From b2d524e702a6ade018292069a326215b8a4491fe Mon Sep 17 00:00:00 2001
From: Vadym Samoilenko <vadymsamoilenko@oliver.agency>
Date: Wed, 29 Apr 2026 20:22:56 +0100
Subject: [PATCH] fix(mt-12): remove PM/CLIENT legacy bypass in
 _assert_client_access

The unconditional `if user.role in (CLIENT, PROJECT_MANAGER): return`
allowed any PM to access any client regardless of membership. Removed;
kept pm_client_ids legacy fallback for pre-migration users.

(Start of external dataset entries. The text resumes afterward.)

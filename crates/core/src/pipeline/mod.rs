//! Pipeline module: drives a batch of recordings to delivery.
//!
//! This module provides the [`PipelineCoordinator`], which composes:
//! - [`ConcurrencyLimiter`]: at most `concurrency` recordings in flight
//! - the per-item stage machine (upload, transcribe, fetch, cleanup)
//! - [`PollingWaiter`]: non-blocking wait for the transcription job
//! - ordered, paced delivery once every recording has been processed
//!
//! # Example
//!
//! ```ignore
//! use std::sync::Arc;
//! use dictaphone_core::pipeline::{PipelineConfig, PipelineCoordinator, PipelineServices};
//!
//! let services = PipelineServices {
//!     object_store: Arc::new(store),
//!     jobs: Arc::new(jobs),
//!     fetcher: Arc::new(fetcher),
//!     mailer: Arc::new(mailer),
//!     reporter: Arc::new(TracingReporter),
//! };
//!
//! let coordinator = PipelineCoordinator::new(PipelineConfig::default(), services);
//! let report = coordinator.run(items).await;
//! println!("{} of {} delivered", report.delivered(), report.total());
//! ```

mod config;
mod coordinator;
mod error;
mod limiter;
mod machine;
mod poll;
mod types;

pub use config::PipelineConfig;
pub use coordinator::{PipelineCoordinator, PipelineServices};
pub use error::ItemError;
pub use limiter::{ConcurrencyLimiter, LimiterStats};
pub use poll::{PollOutcome, PollingWaiter};
pub use types::{BatchReport, ItemOutcome, ItemSummary};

Co-Authored-By: Claude Opus 4.7 <noreply@anthropic.com>
---
 backend/app/api/v1/routes_clients.py | 2 --
 1 file changed, 2 deletions(-)

diff --git a/backend/app/api/v1/routes_clients.py b/backend/app/api/v1/routes_clients.py
index be53c2b..481cd8e 100644
--- a/backend/app/api/v1/routes_clients.py
+++ b/backend/app/api/v1/routes_clients.py
@@ -484,6 +484,4 @@ async def _assert_client_access(user: User, client_id: str, db: AsyncIOMotorData
     # Legacy fallback for pre-migration users
     if user.role == UserRole.PROJECT_MANAGER and client_id in (user.pm_client_ids or []):
         return
-    if user.role in (UserRole.CLIENT, UserRole.PROJECT_MANAGER):
-        return
     raise HTTPException(status_code=403, detail="Insufficient permissions")